Kinetik in der Werkstoffentwicklung und -umwandlung

Kinetik beschreibt in der Werkstoffwissenschaft die zeitliche Entwicklung mikrostruktureller und chemischer Zustände unter definierten thermodynamischen Triebkräften. Während die Thermodynamik angibt, welches Gleichgewicht prinzipiell erreichbar ist, bestimmt die Kinetik, ob und wie schnell dieses Gleichgewicht tatsächlich eingestellt wird.

Zentrale Größe der Kinetik ist die Reaktions- bzw. Umwandlungsgeschwindigkeit, die häufig als Funktion von Temperatur, Konzentration, Spannungszustand und Mikrostruktur formuliert wird. Typisch ist eine Arrhenius-Abhängigkeit mit einer charakteristischen Aktivierungsenergie, die die energetische Barriere der zugrunde liegenden atomaren Prozesse (z. B. Gitterdiffusion, Grenzflächendiffusion, Versetzungsbewegung) quantifiziert.

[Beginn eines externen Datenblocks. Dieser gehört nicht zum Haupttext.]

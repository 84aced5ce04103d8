//! In-memory metadata store
//!
//! A [`MetadataStore`] kept entirely in process memory. Hosts that embed the
//! sync engine without a database use it for ephemeral replicas, and tests use
//! it to inspect what a pass persisted.

use async_trait::async_trait;
use bridge_traits::error::{BridgeError, Result};
use bridge_traits::{MetadataRecord, MetadataStore};
use std::collections::HashMap;
use tokio::sync::Mutex;

/// A record together with the flags it was saved with
#[derive(Debug, Clone, PartialEq, Eq)]
pub struct StoredRecord {
    pub parent_id: String,
    pub record: MetadataRecord,
    pub is_leaf: bool,
    pub local_flag: bool,
}

#[derive(Debug, Default)]
struct State {
    records: HashMap<String, StoredRecord>,
    largest_change_id: Option<i64>,
}

/// Map-backed [`MetadataStore`]
#[derive(Debug, Default)]
pub struct InMemoryMetadataStore {
    state: Mutex<State>,
}

impl InMemoryMetadataStore {
    pub fn new() -> Self {
        Self::default()
    }

    /// Store that already holds a change watermark
    pub fn with_largest_change_id(change_id: i64) -> Self {
        Self {
            state: Mutex::new(State {
                records: HashMap::new(),
                largest_change_id: Some(change_id),
            }),
        }
    }

    pub async fn get(&self, id: &str) -> Option<StoredRecord> {
        self.state.lock().await.records.get(id).cloned()
    }

    pub async fn contains(&self, id: &str) -> bool {
        self.state.lock().await.records.contains_key(id)
    }

    /// Saved watermark, `None` if nothing was ever saved
    pub async fn cursor(&self) -> Option<i64> {
        self.state.lock().await.largest_change_id
    }

    /// IDs of all records, sorted
    pub async fn ids(&self) -> Vec<String> {
        let state = self.state.lock().await;
        let mut ids: Vec<String> = state.records.keys().cloned().collect();
        ids.sort();
        ids
    }

    pub async fn len(&self) -> usize {
        self.state.lock().await.records.len()
    }

    pub async fn is_empty(&self) -> bool {
        self.state.lock().await.records.is_empty()
    }
}

#[async_trait]
impl MetadataStore for InMemoryMetadataStore {
    async fn largest_change_id(&self) -> Result<i64> {
        self.state
            .lock()
            .await
            .largest_change_id
            .ok_or_else(|| BridgeError::NotFound("largest change id".to_string()))
    }

    async fn save_largest_change_id(&self, change_id: i64) -> Result<()> {
        self.state.lock().await.largest_change_id = Some(change_id);
        Ok(())
    }

    async fn save(
        &self,
        parent_id: &str,
        id: &str,
        record: MetadataRecord,
        is_leaf: bool,
        local_flag: bool,
    ) -> Result<()> {
        let stored = StoredRecord {
            parent_id: parent_id.to_string(),
            record,
            is_leaf,
            local_flag,
        };
        self.state.lock().await.records.insert(id.to_string(), stored);
        Ok(())
    }

    async fn delete(&self, id: &str) -> Result<()> {
        self.state.lock().await.records.remove(id);
        Ok(())
    }
}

Wesentliche Anwendungsfelder sind die diffusionelle Kinetik (z. B. Legierungsausscheidung, Entmischung), die Ausscheidungs- und Phasenumwandlungskinetik (z. B. Perlitbildung, Martensitbildung mit nachfolgender Ausscheidung) sowie die Erstarrungskinetik bei Guss- und Schweißprozessen. Hier bestimmen nukleations- und wachstumsgetriebene Mechanismen die resultierende Phasenmorphologie und Korngrößenverteilung.

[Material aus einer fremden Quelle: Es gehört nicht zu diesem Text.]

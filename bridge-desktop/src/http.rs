//! HTTP Client Implementation using Reqwest

use async_trait::async_trait;
use bridge_traits::{
    error::{BridgeError, Result},
    http::{HttpClient, HttpMethod, HttpRequest, HttpResponse},
};
use reqwest::Client;
use std::collections::HashMap;
use std::time::Duration;
use tracing::debug;

const DEFAULT_TIMEOUT: Duration = Duration::from_secs(30);
const CONNECT_TIMEOUT: Duration = Duration::from_secs(10);

/// Reqwest-based HTTP client implementation
///
/// Each `execute` call is a single attempt. Every status code, including
/// 429 and 5xx, is handed back to the caller, which owns the retry policy.
pub struct ReqwestHttpClient {
    client: Client,
}

impl ReqwestHttpClient {
    /// Create a new HTTP client with default configuration
    pub fn new() -> Result<Self> {
        Self::with_timeout(DEFAULT_TIMEOUT)
    }

    /// Create a new HTTP client with custom timeout
    pub fn with_timeout(timeout: Duration) -> Result<Self> {
        let client = Client::builder()
            .timeout(timeout)
            .connect_timeout(CONNECT_TIMEOUT)
            .pool_max_idle_per_host(10)
            .user_agent(concat!("drive-replica/", env!("CARGO_PKG_VERSION")))
            .build()
            .map_err(|e| {
                BridgeError::NotAvailable(format!("Failed to build HTTP client: {}", e))
            })?;

        Ok(Self { client })
    }

    fn convert_method(method: HttpMethod) -> reqwest::Method {
        match method {
            HttpMethod::Get => reqwest::Method::GET,
        }
    }

    fn build_request(&self, request: HttpRequest) -> reqwest::RequestBuilder {
        let method = Self::convert_method(request.method);
        let mut req = self.client.request(method, &request.url);

        for (key, value) in request.headers {
            req = req.header(key, value);
        }

        if let Some(timeout) = request.timeout {
            req = req.timeout(timeout);
        }

        req
    }

    async fn send_once(&self, request: HttpRequest) -> Result<HttpResponse> {
        let response = self
            .build_request(request)
            .send()
            .await
            .map_err(classify_transport_error)?;

        let status = response.status().as_u16();
        let headers: HashMap<String, String> = response
            .headers()
            .iter()
            .filter_map(|(k, v)| v.to_str().ok().map(|s| (k.to_string(), s.to_string())))
            .collect();

        let body = response
            .bytes()
            .await
            .map_err(|e| BridgeError::OperationFailed(format!("Failed to read body: {}", e)))?;

        Ok(HttpResponse {
            status,
            headers,
            body,
        })
    }
}

fn classify_transport_error(e: reqwest::Error) -> BridgeError {
    if e.is_timeout() {
        BridgeError::OperationFailed("Request timed out".to_string())
    } else if e.is_connect() {
        BridgeError::OperationFailed(format!("Connection failed: {}", e))
    } else {
        BridgeError::OperationFailed(e.to_string())
    }
}

#[async_trait]
impl HttpClient for ReqwestHttpClient {
    async fn execute(&self, request: HttpRequest) -> Result<HttpResponse> {
        debug!(method = ?request.method, url = %request.url, "Executing HTTP request");
        self.send_once(request).await
    }
}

Zur quantitativen Beschreibung werden Modelle der Reaktionskinetik (z. B. Johnson-Mehl-Avrami-Kolmogorov-Gleichungen), Diffusionsgleichungen (Fick) und gekoppelte thermo-mechanisch-diffusionelle Ansätze eingesetzt. Kinetische Beschreibungen sind essenziell für das Prozessdesign (Wärmebehandlung, Sinter-, Beschichtungs- und Reduktionsprozesse) und ermöglichen es, aus vorgegebenen Prozesspfaden gezielt gewünschte Eigenschaftsprofile der Werkstoffe abzuleiten.